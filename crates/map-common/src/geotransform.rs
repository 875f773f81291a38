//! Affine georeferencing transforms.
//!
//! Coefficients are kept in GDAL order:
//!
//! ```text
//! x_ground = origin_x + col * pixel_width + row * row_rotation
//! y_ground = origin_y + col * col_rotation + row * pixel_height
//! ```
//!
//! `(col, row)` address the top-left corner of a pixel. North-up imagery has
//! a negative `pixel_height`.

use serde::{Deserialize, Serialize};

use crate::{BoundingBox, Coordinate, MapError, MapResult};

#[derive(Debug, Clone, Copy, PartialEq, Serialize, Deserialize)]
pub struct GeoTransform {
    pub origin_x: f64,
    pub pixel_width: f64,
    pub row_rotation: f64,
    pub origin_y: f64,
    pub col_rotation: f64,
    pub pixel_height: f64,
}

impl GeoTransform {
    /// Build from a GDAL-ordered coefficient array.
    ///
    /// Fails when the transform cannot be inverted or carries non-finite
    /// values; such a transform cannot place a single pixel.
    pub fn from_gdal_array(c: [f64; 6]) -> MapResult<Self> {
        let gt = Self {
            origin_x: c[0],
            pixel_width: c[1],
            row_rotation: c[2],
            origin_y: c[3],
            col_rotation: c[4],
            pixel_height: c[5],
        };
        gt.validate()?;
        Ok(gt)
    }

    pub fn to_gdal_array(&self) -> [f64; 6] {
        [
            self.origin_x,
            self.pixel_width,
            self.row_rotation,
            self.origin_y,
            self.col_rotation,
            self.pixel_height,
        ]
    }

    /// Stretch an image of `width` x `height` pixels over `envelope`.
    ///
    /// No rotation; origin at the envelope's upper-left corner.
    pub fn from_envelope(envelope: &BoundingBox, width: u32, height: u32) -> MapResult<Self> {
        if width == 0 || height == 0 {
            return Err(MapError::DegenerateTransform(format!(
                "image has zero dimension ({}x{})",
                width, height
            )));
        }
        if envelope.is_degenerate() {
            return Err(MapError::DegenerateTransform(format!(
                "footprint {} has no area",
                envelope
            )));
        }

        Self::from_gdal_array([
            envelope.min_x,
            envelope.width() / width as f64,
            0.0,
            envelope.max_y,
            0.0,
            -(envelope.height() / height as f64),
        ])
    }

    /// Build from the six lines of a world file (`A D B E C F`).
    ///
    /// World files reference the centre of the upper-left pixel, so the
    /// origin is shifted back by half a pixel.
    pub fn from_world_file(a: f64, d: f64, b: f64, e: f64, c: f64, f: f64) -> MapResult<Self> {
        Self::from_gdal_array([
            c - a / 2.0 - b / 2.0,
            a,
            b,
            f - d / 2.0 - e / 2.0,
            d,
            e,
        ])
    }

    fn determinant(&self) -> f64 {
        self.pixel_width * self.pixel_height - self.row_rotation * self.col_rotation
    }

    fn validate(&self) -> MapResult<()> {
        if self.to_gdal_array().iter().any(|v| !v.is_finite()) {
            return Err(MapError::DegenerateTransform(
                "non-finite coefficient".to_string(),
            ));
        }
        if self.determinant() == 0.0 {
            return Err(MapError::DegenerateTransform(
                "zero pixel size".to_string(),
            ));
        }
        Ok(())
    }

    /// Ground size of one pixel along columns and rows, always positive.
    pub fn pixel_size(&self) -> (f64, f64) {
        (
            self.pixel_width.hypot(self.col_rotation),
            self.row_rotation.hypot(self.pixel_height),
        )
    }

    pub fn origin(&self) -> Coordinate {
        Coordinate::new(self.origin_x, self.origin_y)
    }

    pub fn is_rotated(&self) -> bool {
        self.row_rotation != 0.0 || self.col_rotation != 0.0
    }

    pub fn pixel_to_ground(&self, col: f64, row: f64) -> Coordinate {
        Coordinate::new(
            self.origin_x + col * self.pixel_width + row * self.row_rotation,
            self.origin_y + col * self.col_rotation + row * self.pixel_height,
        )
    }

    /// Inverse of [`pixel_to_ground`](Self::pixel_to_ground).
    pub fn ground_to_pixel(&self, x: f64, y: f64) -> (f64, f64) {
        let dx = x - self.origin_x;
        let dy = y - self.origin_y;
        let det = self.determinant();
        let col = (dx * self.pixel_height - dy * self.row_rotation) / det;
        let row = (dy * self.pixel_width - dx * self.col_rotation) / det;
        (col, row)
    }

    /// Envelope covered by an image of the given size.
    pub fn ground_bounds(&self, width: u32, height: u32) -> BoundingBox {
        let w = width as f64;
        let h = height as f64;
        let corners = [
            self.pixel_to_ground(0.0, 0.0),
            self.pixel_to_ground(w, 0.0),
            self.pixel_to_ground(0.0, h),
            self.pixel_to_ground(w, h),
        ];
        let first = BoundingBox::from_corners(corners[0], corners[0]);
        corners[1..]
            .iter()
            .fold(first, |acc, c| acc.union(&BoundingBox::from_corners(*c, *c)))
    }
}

## Exercise directions
Copy every record exactly.

## Result of the task
filename crates/map-common/src/geotransform.rs
repository 875f773f81291a38
//! Affine georeferencing transforms.
//!
//! Coefficients are kept in GDAL order:
//!
//! ```text
//! x_ground = origin_x + col * pixel_width + row * row_rotation
//! y_ground = origin_y + col * col_rotation + row * pixel_height
//! ```
//!
//! `(col, row)` address the top-left corner of a pixel. North-up imagery has
//! a negative `pixel_height`.

use serde::{Deserialize, Serialize};

use crate::{BoundingBox, Coordinate, MapError, MapResult};

#[derive(Debug, Clone, Copy, PartialEq, Serialize, Deserialize)]
pub struct GeoTransform {
    pub origin_x: f64,
    pub pixel_width: f64,
    pub row_rotation: f64,
    pub origin_y: f64,
    pub col_rotation: f64,
    pub pixel_height: f64,
}

impl GeoTransform {
    /// Build from a GDAL-ordered coefficient array.
    ///
    /// Fails when the transform cannot be inverted or carries non-finite
    /// values; such a transform cannot place a single pixel.
    pub fn from_gdal_array(c: [f64; 6]) -> MapResult<Self> {
        let gt = Self {
            origin_x: c[0],
            pixel_width: c[1],
            row_rotation: c[2],
            origin_y: c[3],
            col_rotation: c[4],
            pixel_height: c[5],
        };
        gt.validate()?;
        Ok(gt)
    }

    pub fn to_gdal_array(&self) -> [f64; 6] {
        [
            self.origin_x,
            self.pixel_width,
            self.row_rotation,
            self.origin_y,
            self.col_rotation,
            self.pixel_height,
        ]
    }

    /// Stretch an image of `width` x `height` pixels over `envelope`.
    ///
    /// No rotation; origin at the envelope's upper-left corner.
    pub fn from_envelope(envelope: &BoundingBox, width: u32, height: u32) -> MapResult<Self> {
        if width == 0 || height == 0 {
            return Err(MapError::DegenerateTransform(format!(
                "image has zero dimension ({}x{})",
                width, height
            )));
        }
        if envelope.is_degenerate() {
            return Err(MapError::DegenerateTransform(format!(
                "footprint {} has no area",
                envelope
            )));
        }

        Self::from_gdal_array([
            envelope.min_x,
            envelope.width() / width as f64,
            0.0,
            envelope.max_y,
            0.0,
            -(envelope.height() / height as f64),
        ])
    }

    /// Build from the six lines of a world file (`A D B E C F`).
    ///
    /// World files reference the centre of the upper-left pixel, so the
    /// origin is shifted back by half a pixel.
    pub fn from_world_file(a: f64, d: f64, b: f64, e: f64, c: f64, f: f64) -> MapResult<Self> {
        Self::from_gdal_array([
            c - a / 2.0 - b / 2.0,
            a,
            b,
            f - d / 2.0 - e / 2.0,
            d,
            e,
        ])
    }

    fn determinant(&self) -> f64 {
        self.pixel_width * self.pixel_height - self.row_rotation * self.col_rotation
    }

    fn validate(&self) -> MapResult<()> {
        if self.to_gdal_array().iter().any(|v| !v.is_finite()) {
            return Err(MapError::DegenerateTransform(
                "non-finite coefficient".to_string(),
            ));
        }
        if self.determinant() == 0.0 {
            return Err(MapError::DegenerateTransform(
                "zero pixel size".to_string(),
            ));
        }
        Ok(())
    }

    /// Ground size of one pixel along columns and rows, always positive.
    pub fn pixel_size(&self) -> (f64, f64) {
        (
            self.pixel_width.hypot(self.col_rotation),
            self.row_rotation.hypot(self.pixel_height),
        )
    }

    pub fn origin(&self) -> Coordinate {
        Coordinate::new(self.origin_x, self.origin_y)
    }

    pub fn is_rotated(&self) -> bool {
        self.row_rotation != 0.0 || self.col_rotation != 0.0
    }

    pub fn pixel_to_ground(&self, col: f64, row: f64) -> Coordinate {
        Coordinate::new(
            self.origin_x + col * self.pixel_width + row * self.row_rotation,
            self.origin_y + col * self.col_rotation + row * self.pixel_height,
        )
    }

    /// Inverse of [`pixel_to_ground`](Self::pixel_to_ground).
    pub fn ground_to_pixel(&self, x: f64, y: f64) -> (f64, f64) {
        let dx = x - self.origin_x;
        let dy = y - self.origin_y;
        let det = self.determinant();
        let col = (dx * self.pixel_height - dy * self.row_rotation) / det;
        let row = (dy * self.pixel_width - dx * self.col_rotation) / det;
        (col, row)
    }

    /// Envelope covered by an image of the given size.
    pub fn ground_bounds(&self, width: u32, height: u32) -> BoundingBox {
        let w = width as f64;
        let h = height as f64;
        let corners = [
            self.pixel_to_ground(0.0, 0.0),
            self.pixel_to_ground(w, 0.0),
            self.pixel_to_ground(0.0, h),
            self.pixel_to_ground(w, h),
        ];
        let first = BoundingBox::from_corners(corners[0], corners[0]);
        corners[1..]
            .iter()
            .fold(first, |acc, c| acc.union(&BoundingBox::from_corners(*c, *c)))
    }
}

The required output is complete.